• _THE PROBLEM_:
For each line in the data below that holds "AudioEvent", return a copy.
--------------------
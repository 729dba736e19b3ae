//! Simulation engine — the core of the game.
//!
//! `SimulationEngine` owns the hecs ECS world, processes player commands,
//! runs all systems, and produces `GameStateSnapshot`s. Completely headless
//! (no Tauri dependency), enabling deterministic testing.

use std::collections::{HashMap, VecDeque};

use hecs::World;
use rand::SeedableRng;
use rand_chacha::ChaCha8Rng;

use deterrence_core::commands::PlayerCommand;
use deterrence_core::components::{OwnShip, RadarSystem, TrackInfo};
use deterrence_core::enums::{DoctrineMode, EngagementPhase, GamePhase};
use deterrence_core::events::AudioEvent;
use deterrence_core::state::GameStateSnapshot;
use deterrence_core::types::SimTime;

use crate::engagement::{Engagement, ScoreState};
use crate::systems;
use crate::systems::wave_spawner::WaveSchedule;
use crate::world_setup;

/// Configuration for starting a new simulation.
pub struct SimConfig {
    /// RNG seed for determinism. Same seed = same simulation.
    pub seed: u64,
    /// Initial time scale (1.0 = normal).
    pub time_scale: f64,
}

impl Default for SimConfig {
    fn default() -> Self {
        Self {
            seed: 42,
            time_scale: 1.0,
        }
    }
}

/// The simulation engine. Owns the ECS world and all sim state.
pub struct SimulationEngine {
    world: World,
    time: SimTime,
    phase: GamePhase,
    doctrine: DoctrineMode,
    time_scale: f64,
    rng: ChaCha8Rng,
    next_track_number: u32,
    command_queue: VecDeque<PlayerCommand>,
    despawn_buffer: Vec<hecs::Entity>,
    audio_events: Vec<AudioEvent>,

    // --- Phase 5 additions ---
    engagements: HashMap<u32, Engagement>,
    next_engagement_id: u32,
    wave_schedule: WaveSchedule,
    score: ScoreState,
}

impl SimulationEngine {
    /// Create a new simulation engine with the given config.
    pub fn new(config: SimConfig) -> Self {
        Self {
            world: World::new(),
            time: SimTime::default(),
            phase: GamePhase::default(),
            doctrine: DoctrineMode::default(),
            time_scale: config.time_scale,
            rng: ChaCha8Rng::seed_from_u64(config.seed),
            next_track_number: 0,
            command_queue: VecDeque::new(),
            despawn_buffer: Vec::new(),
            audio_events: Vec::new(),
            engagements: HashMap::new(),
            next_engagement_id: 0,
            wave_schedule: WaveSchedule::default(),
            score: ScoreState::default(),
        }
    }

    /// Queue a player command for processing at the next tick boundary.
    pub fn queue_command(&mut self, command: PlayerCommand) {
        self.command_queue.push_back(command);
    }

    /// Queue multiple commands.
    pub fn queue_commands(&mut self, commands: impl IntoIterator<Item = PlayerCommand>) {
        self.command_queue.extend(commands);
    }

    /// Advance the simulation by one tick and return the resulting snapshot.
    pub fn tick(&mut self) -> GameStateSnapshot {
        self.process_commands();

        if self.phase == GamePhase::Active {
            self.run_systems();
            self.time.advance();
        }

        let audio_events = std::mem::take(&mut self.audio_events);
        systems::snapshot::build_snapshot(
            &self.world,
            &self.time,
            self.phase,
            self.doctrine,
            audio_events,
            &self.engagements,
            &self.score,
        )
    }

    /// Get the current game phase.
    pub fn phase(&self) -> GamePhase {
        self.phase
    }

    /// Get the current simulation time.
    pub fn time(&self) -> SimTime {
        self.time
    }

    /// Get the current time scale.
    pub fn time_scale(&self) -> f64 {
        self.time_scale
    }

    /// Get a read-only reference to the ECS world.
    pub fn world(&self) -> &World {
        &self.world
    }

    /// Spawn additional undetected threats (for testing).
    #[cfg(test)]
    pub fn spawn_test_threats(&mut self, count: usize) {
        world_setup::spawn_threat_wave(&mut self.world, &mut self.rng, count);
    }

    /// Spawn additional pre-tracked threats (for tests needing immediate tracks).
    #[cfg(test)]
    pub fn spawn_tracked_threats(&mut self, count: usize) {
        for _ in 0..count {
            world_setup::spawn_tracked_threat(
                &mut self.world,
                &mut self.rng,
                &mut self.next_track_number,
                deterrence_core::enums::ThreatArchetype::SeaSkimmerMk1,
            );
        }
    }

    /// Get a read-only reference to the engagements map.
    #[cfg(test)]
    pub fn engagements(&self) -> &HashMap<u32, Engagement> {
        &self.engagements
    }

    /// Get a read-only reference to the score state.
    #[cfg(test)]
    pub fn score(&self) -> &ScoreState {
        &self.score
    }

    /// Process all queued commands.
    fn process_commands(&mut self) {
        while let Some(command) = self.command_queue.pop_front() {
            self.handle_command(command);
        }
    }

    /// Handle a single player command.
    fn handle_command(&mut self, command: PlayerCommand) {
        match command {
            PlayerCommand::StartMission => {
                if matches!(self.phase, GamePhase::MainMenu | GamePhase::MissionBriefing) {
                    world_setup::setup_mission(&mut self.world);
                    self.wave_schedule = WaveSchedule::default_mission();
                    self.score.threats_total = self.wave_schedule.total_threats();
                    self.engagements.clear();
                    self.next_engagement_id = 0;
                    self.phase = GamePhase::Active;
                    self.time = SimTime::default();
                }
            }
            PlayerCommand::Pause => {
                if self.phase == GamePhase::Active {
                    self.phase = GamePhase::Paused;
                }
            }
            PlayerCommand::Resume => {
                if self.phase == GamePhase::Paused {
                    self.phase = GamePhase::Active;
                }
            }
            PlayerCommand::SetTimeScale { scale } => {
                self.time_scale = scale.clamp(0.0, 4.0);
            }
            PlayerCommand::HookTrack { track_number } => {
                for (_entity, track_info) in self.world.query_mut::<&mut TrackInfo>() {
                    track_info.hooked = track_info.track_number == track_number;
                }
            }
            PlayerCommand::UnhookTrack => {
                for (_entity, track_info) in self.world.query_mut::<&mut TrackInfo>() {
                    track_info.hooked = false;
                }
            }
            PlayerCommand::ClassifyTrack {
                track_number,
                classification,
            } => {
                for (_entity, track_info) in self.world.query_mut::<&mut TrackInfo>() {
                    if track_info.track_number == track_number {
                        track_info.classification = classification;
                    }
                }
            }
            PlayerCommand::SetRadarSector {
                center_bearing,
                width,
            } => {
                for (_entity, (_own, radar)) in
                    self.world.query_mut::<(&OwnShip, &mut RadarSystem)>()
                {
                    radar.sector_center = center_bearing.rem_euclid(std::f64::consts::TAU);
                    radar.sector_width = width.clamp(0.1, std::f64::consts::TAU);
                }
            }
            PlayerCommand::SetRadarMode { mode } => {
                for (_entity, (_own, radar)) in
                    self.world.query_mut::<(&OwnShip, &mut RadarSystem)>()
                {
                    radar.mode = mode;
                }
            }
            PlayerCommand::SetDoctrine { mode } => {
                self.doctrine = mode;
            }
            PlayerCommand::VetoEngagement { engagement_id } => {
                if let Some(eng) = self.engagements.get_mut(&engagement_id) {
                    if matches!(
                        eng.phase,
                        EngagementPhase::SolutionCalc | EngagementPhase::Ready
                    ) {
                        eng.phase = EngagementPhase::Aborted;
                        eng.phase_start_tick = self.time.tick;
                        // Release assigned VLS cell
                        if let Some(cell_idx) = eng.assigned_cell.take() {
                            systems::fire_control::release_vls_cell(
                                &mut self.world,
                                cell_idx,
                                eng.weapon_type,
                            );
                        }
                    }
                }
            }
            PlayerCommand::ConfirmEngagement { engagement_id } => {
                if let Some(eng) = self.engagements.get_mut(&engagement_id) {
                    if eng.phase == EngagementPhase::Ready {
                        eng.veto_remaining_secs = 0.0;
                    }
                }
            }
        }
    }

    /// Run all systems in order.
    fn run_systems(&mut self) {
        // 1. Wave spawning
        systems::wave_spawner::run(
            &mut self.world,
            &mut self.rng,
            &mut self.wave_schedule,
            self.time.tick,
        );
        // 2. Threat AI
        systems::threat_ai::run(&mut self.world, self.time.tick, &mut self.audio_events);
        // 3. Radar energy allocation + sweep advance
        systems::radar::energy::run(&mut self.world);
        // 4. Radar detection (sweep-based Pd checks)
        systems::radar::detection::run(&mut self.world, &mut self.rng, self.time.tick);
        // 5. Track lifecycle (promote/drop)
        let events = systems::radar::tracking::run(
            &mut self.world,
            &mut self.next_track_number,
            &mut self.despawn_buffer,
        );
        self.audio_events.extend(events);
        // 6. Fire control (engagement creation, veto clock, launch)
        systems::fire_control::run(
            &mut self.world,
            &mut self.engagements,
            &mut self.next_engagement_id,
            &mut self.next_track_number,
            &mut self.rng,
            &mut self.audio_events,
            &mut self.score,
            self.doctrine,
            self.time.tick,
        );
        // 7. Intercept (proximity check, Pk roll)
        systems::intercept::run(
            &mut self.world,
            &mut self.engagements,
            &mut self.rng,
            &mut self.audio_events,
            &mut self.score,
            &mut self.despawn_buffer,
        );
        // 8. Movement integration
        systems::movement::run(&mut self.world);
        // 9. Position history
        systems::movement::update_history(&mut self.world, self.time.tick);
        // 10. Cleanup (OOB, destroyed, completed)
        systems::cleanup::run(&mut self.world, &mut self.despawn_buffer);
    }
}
--------------------
• _RESULT FOR THIS TASK_:
use deterrence_core::events::AudioEvent;
    audio_events: Vec<AudioEvent>,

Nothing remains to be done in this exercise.